The 6522 was widely used in computers of the 1980s, particularly Commodore's machines, and was also a central part of the designs of the Apple III, Oric-1 and Oric Atmos, BBC Micro, Victor 9000/Sirius 1 and Apple Macintosh. Video game platforms such as the Vectrex also used the 6522, as did the 1984 through 1989 Corvette digital dash cluster. A high speed, CMOS version, the W65C22, is produced by the Western Design Center (WDC).

==Input/output ports==
The VIA contains 20 I/O lines, which are organised into two 8-bit bidirectional ports (or 16 general-purpose I/O lines) and four control lines (for handshaking and interrupt generation). The directions for all 16 general lines (PA0-7, PB0-7) can be programmed independently. The control lines can be programmed to generate an interrupt when activated (all four), latch the corresponding I/O port (CA1 and CB1), automatically generate handshaking signals for devices on the I/O ports, or operate as plain program-controlled outputs (CA2 and CB2). CB1 and CB2 are also used as the clock input and the data line for the shift register, precluding their use for other functions while the shift register is enabled.

==Timers==
The VIA provides two 16-bit timer/counters. Each can be used in one-shot (monostable) "interval timer" mode; timer 1 can also be used in "free-running" (divider/square wave) mode, in which the timer is automatically reloaded with the initial count when it reaches zero, and timer 2 can also be used in "pulse counting" mode, in which the timer will count the high-to-low state transitions of pin PB6 (the 7th bit of parallel I/O port B). In the one-shot mode, each timer continues free-running so that the time since zero was reached can be determined, but no further interrupt is issued until the timer is restarted. Each timer can generate an interrupt when it reaches zero, and timer 1 can also output pulses (in the interval timer mode) or square waves (in the free-running mode) on pin PB7 (the 8th bit of port B). Timer 2 can be used to provide the clock frequency for the shift register. A useful feature of the free-running mode is that the 16-bit counter latch can be loaded with a new count without reloading the counter, so that it will load the new count only after the current count reaches zero, seamlessly changing the output frequency. This feature of timer 1, combined with its ability to output to pin PB7, can be used to generate complex waveforms, for example pulse-width modulation signals, frequency sweeps, or bi-phase or FM-encoded serial bit streams.

==Shift register==
The VIA's shift register is bidirectional, 8 bits wide, and can run from either a timer-generated clock (from timer 2), the CPU clock, or an external source on line CB1. The serial input/output is on line CB2, and CB1 can also be programmed to output a bit clock for external clocked serial devices.

==IRQ output==
The NMOS 6522 has an open drain IRQ output that may be used in wired-OR interrupt circuits. The WDC W65C22S, in contrast, has a totem pole IRQ output that must be isolated from a wired-OR circuit by a Schottky diode, due to the fact that the totem pole output actively drives the IRQ pin high when the W65C22S is not interrupting. This specific issue is resolved on the WDC W65C22N which is fitted with an open-drain IRQ output.

== Bugs ==

Due to a design defect, if the edge on CB1 falls within a few nanoseconds of the falling edge of the ϕ2 (phase-2) clock, the CB1 edge will be ignored, causing the loss of a bit and framing errors on subsequent data.
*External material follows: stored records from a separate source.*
//! Works out which dive is "on deck": the first one still waiting for marks.
//!
//! Nothing is remembered between calls. The live pages poll, and every poll
//! recomputes the answer from the entries and scores as they stand.

use std::collections::HashMap;

use itertools::Itertools;
use serde::Serialize;

use crate::competitions::{
    dives::{DiveEntry, EventEntry},
    run_order::RunOrderSlot,
    scoring::{ScoresByEntry, entry_is_complete},
};

impl AsRef<DiveEntry> for DiveEntry {
    fn as_ref(&self) -> &DiveEntry {
        self
    }
}

impl AsRef<DiveEntry> for EventEntry {
    fn as_ref(&self) -> &DiveEntry {
        &self.entry
    }
}

/// Returns the first entry, in the order given, which is not complete.
///
/// `None` covers both "every dive has been judged" and "there are no
/// entries"; callers tell the two apart by checking `entries.is_empty()`.
/// The live order (last name, first name, dive number) is the caller's
/// responsibility, see [`DiveEntry::entries_for_event`].
pub fn select_next_dive<'a, T: AsRef<DiveEntry>>(
    entries: &'a [T],
    scores_by_entry: &ScoresByEntry,
    num_judges: i64,
) -> Option<&'a T> {
    entries.iter().find(|entry| {
        !entry_is_complete(&entry.as_ref().id, scores_by_entry, num_judges)
    })
}

#[derive(Serialize, Debug, Clone, PartialEq)]
#[serde(tag = "state", rename_all = "snake_case")]
pub enum RunOrderNext {
    Next { round: i64, entry: DiveEntry },
    /// The competitor is up, but has no dive entered for this round.
    SheetMissing { round: i64, competitor_id: String },
}

/// Round-major traversal: every competitor dives round 1 (in run order
/// position) before anybody dives round 2. A competitor with no entry for
/// the current round holds the event up until one is entered.
pub fn select_next_dive_in_run_order(
    run_order: &[RunOrderSlot],
    entries_by_competitor: &HashMap<String, Vec<DiveEntry>>,
    scores_by_entry: &ScoresByEntry,
    num_judges: i64,
    num_dives: i64,
) -> Option<RunOrderNext> {
    let slots = run_order
        .iter()
        .sorted_by_key(|slot| slot.run_position)
        .collect_vec();

    for round in 1..=num_dives {
        for slot in &slots {
            let entry = entries_by_competitor
                .get(&slot.competitor_id)
                .and_then(|entries| {
                    entries.iter().find(|entry| entry.dive_number == round)
                });

            match entry {
                None => {
                    return Some(RunOrderNext::SheetMissing {
                        round,
                        competitor_id: slot.competitor_id.clone(),
                    });
                }
                Some(entry)
                    if !entry_is_complete(
                        &entry.id,
                        scores_by_entry,
                        num_judges,
                    ) =>
                {
                    return Some(RunOrderNext::Next {
                        round,
                        entry: entry.clone(),
                    });
                }
                Some(_) => {}
            }
        }
    }

    None
}

#[cfg(test)]
mod tests {
    use super::*;
    use crate::competitions::scoring::fixtures::{entry, marks};

    fn slot(competitor_id: &str, run_position: i64) -> RunOrderSlot {
        RunOrderSlot {
            id: format!("slot-{competitor_id}"),
            event_id: "event".to_string(),
            competitor_id: competitor_id.to_string(),
            run_position,
        }
    }

    fn judged(ids: &[&str]) -> ScoresByEntry {
        ids.iter()
            .map(|id| (id.to_string(), marks(&[7.0, 7.0, 7.0])))
            .collect()
    }

    #[test]
    fn first_incomplete_entry_is_next() {
        let entries = vec![
            entry("a", "x", 1, 2.0),
            entry("b", "x", 2, 2.0),
            entry("c", "x", 3, 2.0),
        ];
        let scores = judged(&["a", "c"]);

        let next = select_next_dive(&entries, &scores, 3).unwrap();
        assert_eq!(next.id, "b");
        // no hidden state: asking again gives the same answer
        assert_eq!(select_next_dive(&entries, &scores, 3).unwrap().id, "b");
    }

    #[test]
    fn partially_judged_entries_are_not_complete() {
        let entries = vec![entry("a", "x", 1, 2.0)];
        let scores = ScoresByEntry::from([("a".to_string(), marks(&[7.0, 7.0]))]);
        assert_eq!(select_next_dive(&entries, &scores, 3).unwrap().id, "a");
    }

    #[test]
    fn nothing_is_next_when_done_or_empty() {
        let entries = vec![entry("a", "x", 1, 2.0), entry("b", "x", 2, 2.0)];
        assert!(select_next_dive(&entries, &judged(&["a", "b"]), 3).is_none());

        let none: Vec<DiveEntry> = vec![];
        assert!(select_next_dive(&none, &ScoresByEntry::new(), 3).is_none());
    }

    #[test]
    fn run_order_finishes_a_round_before_starting_the_next() {
        let run_order = vec![slot("y", 2), slot("x", 1)];
        let entries = HashMap::from([
            (
                "x".to_string(),
                vec![entry("x1", "x", 1, 2.0), entry("x2", "x", 2, 2.0)],
            ),
            (
                "y".to_string(),
                vec![entry("y1", "y", 1, 2.0), entry("y2", "y", 2, 2.0)],
            ),
        ]);

        // x is first in the run order even though listed second
        let next = select_next_dive_in_run_order(
            &run_order,
            &entries,
            &ScoresByEntry::new(),
            3,
            2,
        );
        assert!(matches!(
            next,
            Some(RunOrderNext::Next { round: 1, ref entry }) if entry.id == "x1"
        ));

        // x has also dived round 2, but y's round 1 dive still comes first
        let next = select_next_dive_in_run_order(
            &run_order,
            &entries,
            &judged(&["x1", "x2"]),
            3,
            2,
        );
        assert!(matches!(
            next,
            Some(RunOrderNext::Next { round: 1, ref entry }) if entry.id == "y1"
        ));

        let next = select_next_dive_in_run_order(
            &run_order,
            &entries,
            &judged(&["x1", "y1"]),
            3,
            2,
        );
        assert!(matches!(
            next,
            Some(RunOrderNext::Next { round: 2, ref entry }) if entry.id == "x2"
        ));

        assert!(
            select_next_dive_in_run_order(
                &run_order,
                &entries,
                &judged(&["x1", "y1", "x2", "y2"]),
                3,
                2,
            )
            .is_none()
        );
    }

    #[test]
    fn missing_dive_blocks_the_round() {
        let run_order = vec![slot("x", 1), slot("y", 2)];
        let entries = HashMap::from([
            (
                "x".to_string(),
                vec![entry("x1", "x", 1, 2.0), entry("x2", "x", 2, 2.0)],
            ),
            ("y".to_string(), vec![entry("y1", "y", 1, 2.0)]),
        ]);

        let next = select_next_dive_in_run_order(
            &run_order,
            &entries,
            &judged(&["x1", "y1", "x2"]),
            3,
            2,
        );
        assert_eq!(
            next,
            Some(RunOrderNext::SheetMissing {
                round: 2,
                competitor_id: "y".to_string()
            })
        );
    }
}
A workaround is put the external clock signal into the D input of a 74ACT74 flip-flop, run the flop's Q output to the 6522's CB1 pin, and clock the flip-flop with ϕ0 or ϕ2.

The serial shift register bug was corrected in the California Micro Devices CMD G65SC22 and in the MOS 6526, the latter device which Commodore used in place of the 6522 from the Commodore 64 onwards.

Aside from the aforementioned shift register bug, there was a potential register corruption problem that usually only occurred in systems using the 6522 with a microprocessor having a non-6502 bus architecture, such as a Motorola 68000. If the address lines changed while chip select was low (inactive) but the ϕ2 clock input was high (active), register contents could be changed despite the fact that the chip was not selected. This was fixed in some but not all of the CMOS versions.